Futures: The bill to dissolve the Israeli Public Broadcasting Corporation ("Kan") will not be enacted in Israel's law books. Not because it's an insane bill by a deranged member of Knesset, but because its purpose isn't in the realm of legislation and regulation. It's in the realm of organized crime. Its purpose: extortion through threats.
Shabi Gatenio reported here today about the bill proposed by MK Tali Gottlieb, initiated by Communications Minister Shlomo Karhi - both from Likud, the party led by an unpopular Prime Minister facing a serious, evidence-heavy indictment and a dark future of a state commission of inquiry and worldwide disgrace.

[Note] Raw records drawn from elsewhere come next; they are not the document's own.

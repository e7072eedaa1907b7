//! Create-if-needed memoization for regional resources.
//!
//! Security groups and key pairs follow the same pattern on every provider:
//! the first request for a (region, name) creates the resource, every later
//! or concurrent request reuses it, and a "duplicate" answer from the provider
//! means another process won the race and the existing resource is looked up.

use std::collections::HashMap;
use std::fmt;
use std::future::Future;
use std::hash::Hash;
use std::sync::{Arc, Mutex, PoisonError};

use async_trait::async_trait;
use serde::{Deserialize, Serialize};
use tokio::sync::OnceCell;
use tracing::{debug, info};

use crate::error::{ConvergeError, ProviderError, Result};

/// Identifies a memoized resource.
///
/// Equality covers region, name and discriminator; nothing else.
#[derive(Debug, Clone, PartialEq, Eq, Hash, PartialOrd, Ord, Serialize, Deserialize)]
pub struct RegionalResourceKey {
    pub region: String,
    pub name: String,
    /// Extra identity, e.g. the ingress rule set of a security group.
    pub discriminator: Option<String>,
}

impl RegionalResourceKey {
    pub fn new(region: impl Into<String>, name: impl Into<String>) -> Self {
        Self {
            region: region.into(),
            name: name.into(),
            discriminator: None,
        }
    }

    pub fn with_discriminator(mut self, discriminator: impl Into<String>) -> Self {
        self.discriminator = Some(discriminator.into());
        self
    }
}

impl fmt::Display for RegionalResourceKey {
    fn fmt(&self, f: &mut fmt::Formatter<'_>) -> fmt::Result {
        write!(f, "{}/{}", self.region, self.name)?;
        if let Some(d) = &self.discriminator {
            write!(f, "#{}", d)?;
        }
        Ok(())
    }
}

/// Result of asking a provider to create a named resource.
#[derive(Debug)]
pub enum CreateOutcome<V> {
    Created(V),
    /// The name is taken. Carries the existing resource when the provider returned it.
    AlreadyExists(Option<V>),
    Failed(ProviderError),
}

impl<V> From<std::result::Result<V, ProviderError>> for CreateOutcome<V> {
    fn from(result: std::result::Result<V, ProviderError>) -> Self {
        match result {
            Ok(v) => CreateOutcome::Created(v),
            Err(ProviderError::AlreadyExists(_)) => CreateOutcome::AlreadyExists(None),
            Err(e) => CreateOutcome::Failed(e),
        }
    }
}

/// Provider side of a create-or-reuse cache.
#[async_trait]
pub trait ResourceCreator: Send + Sync {
    type Key: Clone + Eq + Hash + fmt::Display + Send + Sync;
    type Resource: Clone + Send + Sync;

    async fn create(&self, key: &Self::Key) -> CreateOutcome<Self::Resource>;

    /// Look up an existing resource by the same key.
    async fn describe(&self, key: &Self::Key) -> std::result::Result<Option<Self::Resource>, ProviderError>;
}

/// Per-key memoization map.
///
/// Each key owns one cell; concurrent callers for a key wait on the same
/// initialization and only one factory runs at a time. A failed factory
/// leaves the cell empty so the next caller tries again.
pub struct Memoizer<K, V> {
    cells: Mutex<HashMap<K, Arc<OnceCell<V>>>>,
}

impl<K: Clone + Eq + Hash, V: Clone> Memoizer<K, V> {
    pub fn new() -> Self {
        Self {
            cells: Mutex::new(HashMap::new()),
        }
    }

    pub async fn get_or_create<F, Fut, E>(&self, key: &K, factory: F) -> std::result::Result<V, E>
    where
        F: FnOnce() -> Fut,
        Fut: Future<Output = std::result::Result<V, E>>,
    {
        let cell = {
            let mut cells = self.cells.lock().unwrap_or_else(PoisonError::into_inner);
            Arc::clone(cells.entry(key.clone()).or_default())
        };
        cell.get_or_try_init(factory).await.cloned()
    }

    /// Forget a key. A creation already in flight still completes for its
    /// waiters, but its result is not served to later callers.
    pub fn invalidate(&self, key: &K) -> bool {
        let mut cells = self.cells.lock().unwrap_or_else(PoisonError::into_inner);
        cells.remove(key).is_some()
    }

    pub fn cached(&self, key: &K) -> Option<V> {
        let cells = self.cells.lock().unwrap_or_else(PoisonError::into_inner);
        cells.get(key).and_then(|cell| cell.get().cloned())
    }
}

impl<K: Clone + Eq + Hash, V: Clone> Default for Memoizer<K, V> {
    fn default() -> Self {
        Self::new()
    }
}

/// Memoizing cache that creates a resource on first use and reuses it afterwards.
///
/// Within one cache, concurrent `get`s for a key issue at most one create
/// call. Callers must [`invalidate`](Self::invalidate) a key after deleting
/// the remote resource, or later `get`s will serve the deleted handle.
pub struct CreateOrReuseCache<C: ResourceCreator> {
    creator: Arc<C>,
    memo: Memoizer<C::Key, C::Resource>,
}

impl<C: ResourceCreator> CreateOrReuseCache<C> {
    pub fn new(creator: Arc<C>) -> Self {
        Self {
            creator,
            memo: Memoizer::new(),
        }
    }

    pub fn creator(&self) -> &C {
        &self.creator
    }

    pub async fn get(&self, key: &C::Key) -> Result<C::Resource> {
        let creator = self.creator.as_ref();
        self.memo
            .get_or_create(key, || create_or_reuse(creator, key))
            .await
    }

    pub fn invalidate(&self, key: &C::Key) -> bool {
        let removed = self.memo.invalidate(key);
        if removed {
            debug!(key = %key, "Invalidated cached resource");
        }
        removed
    }

    pub fn cached(&self, key: &C::Key) -> Option<C::Resource> {
        self.memo.cached(key)
    }
}

async fn create_or_reuse<C: ResourceCreator>(creator: &C, key: &C::Key) -> Result<C::Resource> {
    debug!(key = %key, "Creating resource");
    match creator.create(key).await {
        CreateOutcome::Created(resource) => {
            info!(key = %key, "Created resource");
            Ok(resource)
        }
        CreateOutcome::AlreadyExists(Some(resource)) => {
            info!(key = %key, "Resource already exists, reusing");
            Ok(resource)
        }
        CreateOutcome::AlreadyExists(None) => {
            info!(key = %key, "Resource already exists, looking it up");
            match creator.describe(key).await? {
                Some(resource) => Ok(resource),
                None => Err(ConvergeError::ResourceDisappeared {
                    id: key.to_string(),
                    target: "reuse after duplicate create".to_string(),
                }),
            }
        }
        CreateOutcome::Failed(e) => Err(e.into()),
    }
}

Reading Karhi & Gottlieb's bill is like taking a tour through a psychopath's mind. Any high school student in communications studies could explain why this is a deranged document, trampling fundamental principles regarding media, democracy, and politics.
In several paragraphs, Karhi and Gottlieb propose to destroy a media mechanism shaped by 200 years of accumulated historical experience to best serve public interest, and replace it with a government propaganda machine subject to the whims of a few people in the ruling party.
The fact that this is a deranged proposal is not, of course, a guarantee that it's a bill without realistic feasibility. Since December 2022, we've been living in a mirror world where any abomination is possible. After appointing a convicted criminal as Minister of Police and someone indicted for serious crimes as Prime Minister, what's creating a private propaganda mechanism with public funding?
The reason this bill won't become law isn't because it's fascistic, but because that's not its purpose. Netanyahu's people placed this bill on the Knesset table to send a clear signal to the Broadcasting Corporation people: to the Corporation Council, CEO Golan Yochpaz, Chief Editor Lior Landenberg, division heads, news editors, desk editors, journalists, and parking lot security guards.
Today, Walla reported about an episode from Army Radio broadcasts, another public media outlet operating in Israel alongside the Broadcasting Corporation. Prime Minister Netanyahu and Opposition Leader Yair Lapid spoke in the plenum. Netanyahu's speech was broadcast in full, for 45 minutes. Like in the Soviet Union back then. Lapid's speech was cut off after less than two minutes.
This is what Benjamin Netanyahu, Yair Netanyahu, Shlomo Karhi, and Tali Gottlieb want. Why go through all the trouble of legislation, privatization, closure, appointments, struggles, and opposition? Corrupt politicians don't care what the journalist working for them is called or what their employment model is. They just need to obey. In fact, it's enough for them to be scared.
Karhi, Gottlieb, and Netanyahu will be satisfied if journalists in the Broadcasting Corporation and Army Radio constantly guess what the government wants them to broadcast - and especially what it doesn't want them to broadcast. When internal censorship works at full force, there's no real need for external censorship. That's just a bonus.
Passing legislation that ends with establishing a mechanism to manage "Kan" from Netanyahu's office is a long and complicated process. It's much simpler to hold Golan Yochpaz by the throat so he'll shove Netanyahu's mouthpiece Ayala Hasson down our throats as an analyst for everything, in the model of Amit Segal from News 12. It's enough for editing rooms to get the hint. It's enough for the editor to say: we need balance, this is too extreme, maybe soften it, there's legal exposure here, shorten it it's too long, we don't have room the lineup is full.
At this point, someone might ask: who cares what is or isn't broadcast on the Corporation, a low-ratings body trailing behind commercial TV companies. This would be, of course, a colossal mistake. Beyond the fact that ratings don't reflect true exposure to news in an era of fragmented viewing and viral distribution, the Corporation's importance lies in its potential ability to set a benchmark.
In commercial news, journalists, even the best ones, will always be bound by owners' interests. Guy Peleg and Raviv Drucker will never be able to do something that Coca-Cola or Blavatnik wouldn't want. Public news, however much we bash it, mock it, or look down on it, is where the upper bar of broadcast journalism is set in terms of ethics and values.
If "Kan" continues the "Hassonization" process, thinks twice before every item about the government or an item that might make Netanyahu scratch his leg, it will have sharp and painful consequences. Even if we don't see any expression of it in the rating tables.
In response to Gatenio's report, the Corporation stated that the bills "won't deter us from continuing our journalistic and professional work - without fear or favor". Anyone concerned about Israel's fate should pray these aren't empty words.